Je vois La Vie de Jésus après les quelques autres films de Dumont qui lui ont succédé, et j'ai forcément moins de chose à dire, ou plutôt, je vais me répéter. Une fois encore, le projet du réalisateur me semble tenir en une assertion esthétique : le vrai est l'égal du beau. Et à nouveau, le film, et toute l'expérience sensible qu'il représente, en est une parfaite démonstration.
J'y vois cependant, dans ce premier film, quelques différences notables de mise en scène. Dumont et sa caméra y explorent bien plus le mouvement et même la vitesse (sans exclure l'habituel tempo lent) que dans les films qui suivront, qui leur préfèrent une plus radicale fixité. La Vie de Jésus, dans ce manque de radicalité, dans ce style qui tâtonne encore un peu - marques, peut-être, d'un jeune réalisateur se satisfaisant plus vite de tel mouvement ou tel cadre - paraît plus informe, ou protéiforme, et agit donc avec moins de retentissement. Je pense que ces remarques sont toutes bien conditionnées par mon irrespect de la chronologie, et il est vrai qu'après L'humanité - qui en deuxième film se pose déjà comme sommet de radicalité et de maîtrise -, il faut supporter la comparaison...!
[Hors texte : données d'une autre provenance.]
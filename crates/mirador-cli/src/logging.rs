//! Logging setup using `tracing` and `tracing-subscriber`.
//!
//! Every library crate emits structured events; the binary installs one
//! subscriber at startup. Loader warnings (unknown ids, unreadable viral
//! loads) surface at `warn`, stage completion with timings at `info`.
//!
//! ```ignore
//! use mirador_cli::logging::{LogConfig, init_logging};
//!
//! init_logging(&LogConfig::default()).expect("init logging");
//! ```

use std::fs::OpenOptions;
use std::io::{self, Write};
use std::path::PathBuf;
use std::sync::{Arc, Mutex};

use tracing::level_filters::LevelFilter;
use tracing_subscriber::{
    EnvFilter,
    fmt::{self, MakeWriter},
    layer::SubscriberExt,
    util::SubscriberInitExt,
};

/// Crates whose events follow the CLI level; everything else stays at `warn`.
const WORKSPACE_TARGETS: [&str; 6] = [
    "mirador",
    "mirador_cli",
    "mirador_ingest",
    "mirador_model",
    "mirador_output",
    "mirador_transform",
];

#[derive(Debug, Clone)]
pub struct LogConfig {
    pub level_filter: LevelFilter,
    /// Let `RUST_LOG` take precedence over `level_filter`.
    pub use_env_filter: bool,
    pub with_timestamps: bool,
    pub with_target: bool,
    /// Emit span close events (with timings) in JSON output.
    pub with_spans: bool,
    pub with_ansi: bool,
    pub format: LogFormat,
    /// Append logs to this file instead of stderr.
    pub log_file: Option<PathBuf>,
}

#[derive(Debug, Clone, Copy, Default, PartialEq, Eq)]
pub enum LogFormat {
    #[default]
    Pretty,
    Compact,
    Json,
}

impl Default for LogConfig {
    fn default() -> Self {
        Self {
            level_filter: LevelFilter::WARN,
            use_env_filter: true,
            with_timestamps: false,
            with_target: false,
            with_spans: true,
            with_ansi: true,
            format: LogFormat::default(),
            log_file: None,
        }
    }
}

/// Installs the global subscriber. Call once at startup.
///
/// # Errors
///
/// Returns an error if the log file cannot be opened.
pub fn init_logging(config: &LogConfig) -> io::Result<()> {
    if let Some(path) = &config.log_file {
        let file = OpenOptions::new().create(true).append(true).open(path)?;
        init_logging_with_writer(config, SharedFileWriter::new(file));
    } else {
        init_logging_with_writer(config, io::stderr);
    }
    Ok(())
}

pub fn init_logging_with_writer<W>(config: &LogConfig, writer: W)
where
    W: for<'writer> MakeWriter<'writer> + Send + Sync + 'static,
{
    let filter = build_env_filter(config);

    match config.format {
        LogFormat::Json => {
            let layer = fmt::layer()
                .json()
                .with_writer(writer)
                .with_target(config.with_target)
                .with_span_events(if config.with_spans {
                    fmt::format::FmtSpan::CLOSE
                } else {
                    fmt::format::FmtSpan::NONE
                });
            tracing_subscriber::registry()
                .with(filter)
                .with(layer)
                .init();
        }
        LogFormat::Compact => {
            let layer = fmt::layer()
                .compact()
                .with_writer(writer)
                .with_ansi(config.with_ansi)
                .with_target(config.with_target);
            if config.with_timestamps {
                tracing_subscriber::registry()
                    .with(filter)
                    .with(layer)
                    .init();
            } else {
                tracing_subscriber::registry()
                    .with(filter)
                    .with(layer.without_time())
                    .init();
            }
        }
        LogFormat::Pretty => {
            let layer = fmt::layer()
                .with_writer(writer)
                .with_ansi(config.with_ansi)
                .with_target(config.with_target);
            if config.with_timestamps {
                tracing_subscriber::registry()
                    .with(filter)
                    .with(layer)
                    .init();
            } else {
                tracing_subscriber::registry()
                    .with(filter)
                    .with(layer.without_time())
                    .init();
            }
        }
    }
}

#[derive(Clone)]
struct SharedFileWriter {
    file: Arc<Mutex<std::fs::File>>,
}

impl SharedFileWriter {
    fn new(file: std::fs::File) -> Self {
        Self {
            file: Arc::new(Mutex::new(file)),
        }
    }
}

struct SharedFileGuard {
    file: Arc<Mutex<std::fs::File>>,
}

impl Write for SharedFileGuard {
    fn write(&mut self, buf: &[u8]) -> io::Result<usize> {
        let mut guard = self
            .file
            .lock()
            .map_err(|_| io::Error::other("log file lock poisoned"))?;
        guard.write(buf)
    }

    fn flush(&mut self) -> io::Result<()> {
        let mut guard = self
            .file
            .lock()
            .map_err(|_| io::Error::other("log file lock poisoned"))?;
        guard.flush()
    }
}

impl<'a> MakeWriter<'a> for SharedFileWriter {
    type Writer = SharedFileGuard;

    fn make_writer(&'a self) -> Self::Writer {
        SharedFileGuard {
            file: Arc::clone(&self.file),
        }
    }
}

/// Directive string applying `level` to the workspace crates.
pub fn default_directives(level: LevelFilter) -> String {
    let level = level.to_string().to_lowercase();
    let mut directives = String::from("warn");
    for target in WORKSPACE_TARGETS {
        directives.push(',');
        directives.push_str(target);
        directives.push('=');
        directives.push_str(&level);
    }
    directives
}

fn build_env_filter(config: &LogConfig) -> EnvFilter {
    let fallback = || EnvFilter::new(default_directives(config.level_filter));
    if config.use_env_filter {
        EnvFilter::try_from_default_env().unwrap_or_else(|_| fallback())
    } else {
        fallback()
    }
}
Si dans L'humanité le "héros" était un empathique absolu et lumineusement bon, ici on se tape tout le contraire : un petit con et sa bande de copains, des oisifs, racistes, et franchement salauds sur les bords. Mais si bien filmés, on aime à les voir, ces attendrissants salopards. Eux aussi ont leurs peines, comme le deuil douloureux du frère d'un des garçons mort du sida ; leurs amours, leur petite vie. Et comme Emmanuel Schotté, David Douche, qui incarne le Freddy autour duquel tout semble ici tourner, a des yeux invraisemblables. Ce Freddy lui n'est pas humain mais profondément animal, primitif : tout n'est que besoins primaires, prédation, balades avec le groupe d'amis. Il vit en dehors de toute considération morale, et lorsqu'il lui arrive de faire le pire, à deux reprises, il lui est impossible de se soumettre raisonnablement à une quelconque forme d'autorité ou de punition. Il s'échappe d'une cage à laquelle il ne comprend rien, et se réfugie à sa place, la seule qu'il admette vraiment : au milieu des herbes.